While I’d been away a detailed article appeared in a Nepali language magazine called Nepal, which captured the attention of all the foreign missions.
Going to Mustang
Foreign friends have gotten lost in Mustang
There is a meeting in Mustang
the article began. ‘Such conversations used to take place among the spies at the National Investigation Department (NID), the primary secret espionage department of the government of Nepal. But the word Mustang virtually hanging off their lips was not the name of the mountainous district in Nepal. It was in fact a covert operation which ran for more than four years before the peace agreement in 2006. ‘Foreigners would come in vehicles with black windows to the supplies department and would meet secretly with the chief then leave,’ it quoted an NID officer as claiming. ‘The construction of the new building inside the department and all other requirements of the operation were met by the British Government.’

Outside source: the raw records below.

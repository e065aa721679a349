use super::*;
use crate::algebra::*;
use core::marker::PhantomData;

// -------------------------------------
// Second Order Cone
// -------------------------------------

pub struct SecondOrderCone<T> {
    dim: usize,
    phantom: PhantomData<T>,
}

impl<T> SecondOrderCone<T>
where
    T: FloatT,
{
    pub fn new(dim: usize) -> Self {
        assert!(dim >= 1, "SecondOrderCone requires dim >= 1");
        Self {
            dim,
            phantom: PhantomData,
        }
    }
}

impl<T> Cone<T> for SecondOrderCone<T>
where
    T: FloatT,
{
    fn numel(&self) -> usize {
        self.dim
    }

    fn project(&mut self, x: &mut [T]) {
        let t = x[0];
        let normx = x[1..].norm();

        if t >= normx {
            // already inside
        } else if t <= -normx {
            x.fill(T::zero());
        } else {
            let half = T::from_f64(0.5).unwrap();
            let c = half * (T::one() + t / normx);
            x[0] = c * normx;
            x[1..].scale(c);
        }
    }

    fn in_dual(&mut self, y: &[T], tol: T) -> bool {
        // self dual
        y[0] >= y[1..].norm() - tol
    }

    fn in_recession(&mut self, x: &[T], tol: T) -> bool {
        x[0] >= x[1..].norm() - tol
    }

    fn support_function(&mut self, y: &[T], tol: T) -> T {
        // polar cone is -𝒦
        if -y[0] >= y[1..].norm() - tol {
            T::zero()
        } else {
            T::infinity()
        }
    }

    fn rectify_equilibration(&self, δ: &mut [T], e: &[T]) -> bool {
        // only a scalar scaling preserves the cone, so replace the
        // block of e by its mean
        δ.copy_from(e).recip().scale(e.mean());
        true
    }

    fn scale_units(&mut self, _e: &[T]) {
        // nothing to do
    }
}
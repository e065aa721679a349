//! Algebra primitives for the solver.
//!
//! Users ordinarily interact with this module only to define sparse matrix
//! inputs in [CscMatrix](crate::algebra::CscMatrix) format.  All floating
//! point calculations are represented internally on values implementing the
//! [FloatT](crate::algebra::FloatT) trait.

mod blas;
mod csc;
mod dense;
mod floats;
mod scalarmath;
mod types;
mod utils;
mod vecmath;

pub use blas::*;
pub use csc::*;
pub use dense::*;
pub use floats::*;
pub use scalarmath::*;
pub use types::*;
pub(crate) use utils::*;
pub use vecmath::*;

The Maoists were the target. MI6 were said to have used three safe houses (the article gave their addresses). They supplied 35 motorcycles, 36 sets of night vision binoculars, 35 desk top computers, 35 stills cameras and 35 cassette players as well as a varying number of cars, television sets, video cameras, lap tops, mobile phones, faxes, fridges, air conditioners and items of furniture. A radio mast was installed on top of Pulchowki hill, on the Valley rim, and another on top of a newly constructed building in the NID headquarters, creating a secure network for the 35 special radio sets. The article was less specific about the bugs and other listening equipment the British supplied. (Apparently they insisted that the Nepali government pay for the 35 pistols required from its own funds.) A handful of British civilian and military officers attached to t
he embassy, as well as a varying cast of visitors, trained the NID officers and ran the Kathmandu end of the operation.1
The fact that by 2004 the king was planning a coup d’état created a problem for Operation Mustang, because the British government would obviously have to condemn it. So an environmental NGO named, with a glimmer of public schoolboy wit, the High Altitude Research Centre (HARC) was established to provide extra cover. Every signature on HARC’s registration document was provided by an NID officer.2
‘There’s a certain black comedy,’ one of the guests at the dinner remarked, ‘in the fact that the Brits got ripped off by a dodgy NGO.’ Because the reason all of this is known is that someone, or some people within the NID leaked it all, claiming that the British equipment – the cars and motorcycles and the air conditioning units – had been stolen and sold off by the spies they ran. The Indians apparently bought up the bugging and intercept gear. The disgruntled officers produced a 24-page document detailing these frauds, which they circulated to all the political parties, including the Maoists, to the parliamentary public accounts committee, to two tabloid weekly newspapers, and to Nepal magazine.3
When I heard these things described at that dinner party several thoughts ran through my mind in an almost instantaneous succession. I’d known the spies and military types at the British embassy during the war. I liked some of them. (One of them offered to recommend me for a career in his office.) We socialized, and talked about what we thought was going on in Nepal. But because I’d known what my friends were I took the things they told me seriously, but not always literally. I suspected they sometimes flattered me (a freelance journalist in his mid-twenties) with scraps of information that seemed exciting; so I received them with interest, but I didn’t put them in the newspaper – except once. The day after the coup in 2005, I was told that British military aid to Nepal was being suspended. That information now appeared in a different light.